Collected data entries
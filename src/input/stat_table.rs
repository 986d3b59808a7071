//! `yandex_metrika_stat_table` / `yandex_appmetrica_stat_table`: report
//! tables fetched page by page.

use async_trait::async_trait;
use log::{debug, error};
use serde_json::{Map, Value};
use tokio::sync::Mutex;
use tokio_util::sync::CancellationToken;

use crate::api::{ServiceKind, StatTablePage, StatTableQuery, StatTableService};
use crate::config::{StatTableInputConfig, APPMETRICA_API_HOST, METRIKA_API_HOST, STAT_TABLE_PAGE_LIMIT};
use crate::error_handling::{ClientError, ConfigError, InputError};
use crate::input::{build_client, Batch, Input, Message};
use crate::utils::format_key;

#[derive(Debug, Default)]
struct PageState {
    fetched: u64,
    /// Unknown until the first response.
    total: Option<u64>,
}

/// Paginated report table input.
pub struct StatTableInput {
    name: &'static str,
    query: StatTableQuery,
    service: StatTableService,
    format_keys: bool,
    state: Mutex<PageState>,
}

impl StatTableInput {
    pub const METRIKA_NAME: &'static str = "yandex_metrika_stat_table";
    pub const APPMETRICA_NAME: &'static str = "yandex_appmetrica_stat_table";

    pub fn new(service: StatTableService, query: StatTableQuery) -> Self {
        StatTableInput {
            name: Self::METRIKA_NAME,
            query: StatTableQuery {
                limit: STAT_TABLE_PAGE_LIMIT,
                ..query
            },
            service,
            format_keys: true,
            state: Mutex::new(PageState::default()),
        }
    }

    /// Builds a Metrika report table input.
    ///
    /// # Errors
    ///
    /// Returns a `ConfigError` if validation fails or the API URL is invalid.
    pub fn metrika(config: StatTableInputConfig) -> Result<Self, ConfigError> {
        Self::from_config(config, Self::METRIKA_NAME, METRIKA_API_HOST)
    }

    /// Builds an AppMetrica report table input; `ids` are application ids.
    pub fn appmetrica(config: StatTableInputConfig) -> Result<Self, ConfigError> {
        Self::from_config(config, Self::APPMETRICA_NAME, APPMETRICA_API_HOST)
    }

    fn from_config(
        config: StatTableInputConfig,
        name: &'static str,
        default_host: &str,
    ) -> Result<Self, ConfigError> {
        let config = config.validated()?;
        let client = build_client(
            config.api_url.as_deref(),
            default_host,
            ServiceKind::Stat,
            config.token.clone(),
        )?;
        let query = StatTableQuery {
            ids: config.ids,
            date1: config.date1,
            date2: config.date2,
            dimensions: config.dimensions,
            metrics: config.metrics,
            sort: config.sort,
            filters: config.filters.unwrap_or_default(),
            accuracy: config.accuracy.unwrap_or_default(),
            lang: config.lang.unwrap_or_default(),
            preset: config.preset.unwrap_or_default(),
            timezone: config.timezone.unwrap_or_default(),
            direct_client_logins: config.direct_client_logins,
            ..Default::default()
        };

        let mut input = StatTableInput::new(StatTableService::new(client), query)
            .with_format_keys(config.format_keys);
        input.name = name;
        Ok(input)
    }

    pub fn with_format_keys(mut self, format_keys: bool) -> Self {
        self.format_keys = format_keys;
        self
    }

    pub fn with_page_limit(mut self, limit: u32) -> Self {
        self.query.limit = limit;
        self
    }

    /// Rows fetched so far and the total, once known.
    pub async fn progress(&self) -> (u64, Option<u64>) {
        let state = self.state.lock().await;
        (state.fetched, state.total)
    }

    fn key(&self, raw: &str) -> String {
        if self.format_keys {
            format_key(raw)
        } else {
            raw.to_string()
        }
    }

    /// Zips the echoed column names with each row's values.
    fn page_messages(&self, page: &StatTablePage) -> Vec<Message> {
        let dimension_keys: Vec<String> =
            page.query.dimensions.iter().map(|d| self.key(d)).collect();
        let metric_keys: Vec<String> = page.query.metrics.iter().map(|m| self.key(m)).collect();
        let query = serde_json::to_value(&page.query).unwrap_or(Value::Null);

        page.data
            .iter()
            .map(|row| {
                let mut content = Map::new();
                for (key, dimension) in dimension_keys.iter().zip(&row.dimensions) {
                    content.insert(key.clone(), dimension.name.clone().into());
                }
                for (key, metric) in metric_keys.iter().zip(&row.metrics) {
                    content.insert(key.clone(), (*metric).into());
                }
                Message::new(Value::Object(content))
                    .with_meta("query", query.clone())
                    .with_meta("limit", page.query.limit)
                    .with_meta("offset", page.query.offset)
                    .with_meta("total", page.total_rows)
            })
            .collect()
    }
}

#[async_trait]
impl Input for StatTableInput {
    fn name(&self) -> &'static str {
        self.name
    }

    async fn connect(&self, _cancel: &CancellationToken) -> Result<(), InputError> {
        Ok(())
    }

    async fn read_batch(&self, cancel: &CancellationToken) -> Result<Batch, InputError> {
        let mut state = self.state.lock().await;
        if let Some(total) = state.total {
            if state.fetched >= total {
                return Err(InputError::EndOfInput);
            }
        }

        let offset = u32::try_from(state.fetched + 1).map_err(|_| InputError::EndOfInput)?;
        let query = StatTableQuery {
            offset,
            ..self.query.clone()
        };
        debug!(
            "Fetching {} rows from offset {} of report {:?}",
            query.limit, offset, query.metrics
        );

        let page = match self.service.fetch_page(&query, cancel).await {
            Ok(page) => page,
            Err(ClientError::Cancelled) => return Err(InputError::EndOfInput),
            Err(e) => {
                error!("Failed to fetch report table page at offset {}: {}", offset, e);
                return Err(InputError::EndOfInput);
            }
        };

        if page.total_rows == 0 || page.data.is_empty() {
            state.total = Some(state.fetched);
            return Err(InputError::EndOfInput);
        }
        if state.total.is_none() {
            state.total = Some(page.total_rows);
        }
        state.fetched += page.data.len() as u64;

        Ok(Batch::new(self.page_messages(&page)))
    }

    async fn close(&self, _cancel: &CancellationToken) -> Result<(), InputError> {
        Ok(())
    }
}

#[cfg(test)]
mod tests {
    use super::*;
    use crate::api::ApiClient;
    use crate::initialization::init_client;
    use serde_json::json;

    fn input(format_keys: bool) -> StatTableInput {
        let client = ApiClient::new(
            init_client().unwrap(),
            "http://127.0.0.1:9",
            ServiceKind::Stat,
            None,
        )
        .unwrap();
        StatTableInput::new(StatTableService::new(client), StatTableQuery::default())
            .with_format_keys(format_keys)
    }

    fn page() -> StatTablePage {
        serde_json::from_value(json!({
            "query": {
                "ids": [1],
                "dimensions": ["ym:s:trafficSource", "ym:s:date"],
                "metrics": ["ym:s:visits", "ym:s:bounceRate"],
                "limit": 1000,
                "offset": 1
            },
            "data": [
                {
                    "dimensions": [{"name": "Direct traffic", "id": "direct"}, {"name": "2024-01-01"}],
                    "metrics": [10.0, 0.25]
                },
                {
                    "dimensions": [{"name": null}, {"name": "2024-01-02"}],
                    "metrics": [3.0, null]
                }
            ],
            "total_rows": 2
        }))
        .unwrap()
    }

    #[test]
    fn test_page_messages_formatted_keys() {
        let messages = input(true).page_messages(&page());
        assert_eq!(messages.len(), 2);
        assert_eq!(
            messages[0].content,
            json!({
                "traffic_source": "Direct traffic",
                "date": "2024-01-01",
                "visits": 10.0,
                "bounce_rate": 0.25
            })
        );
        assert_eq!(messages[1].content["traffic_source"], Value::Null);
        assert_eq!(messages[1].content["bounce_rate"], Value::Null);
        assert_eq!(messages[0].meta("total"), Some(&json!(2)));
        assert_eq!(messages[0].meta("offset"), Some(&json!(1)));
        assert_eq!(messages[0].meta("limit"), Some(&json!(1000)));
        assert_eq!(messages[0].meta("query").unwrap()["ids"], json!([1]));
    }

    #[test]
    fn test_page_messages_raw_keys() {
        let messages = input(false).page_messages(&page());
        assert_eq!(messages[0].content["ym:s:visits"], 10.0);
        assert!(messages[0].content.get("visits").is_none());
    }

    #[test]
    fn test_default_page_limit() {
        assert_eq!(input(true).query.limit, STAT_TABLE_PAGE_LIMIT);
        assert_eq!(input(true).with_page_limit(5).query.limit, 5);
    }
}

Task directions: List every line above that holds the word "CancellationToken".

Solution:
use tokio_util::sync::CancellationToken;
    async fn connect(&self, _cancel: &CancellationToken) -> Result<(), InputError> {
    async fn read_batch(&self, cancel: &CancellationToken) -> Result<Batch, InputError> {
    async fn close(&self, _cancel: &CancellationToken) -> Result<(), InputError> {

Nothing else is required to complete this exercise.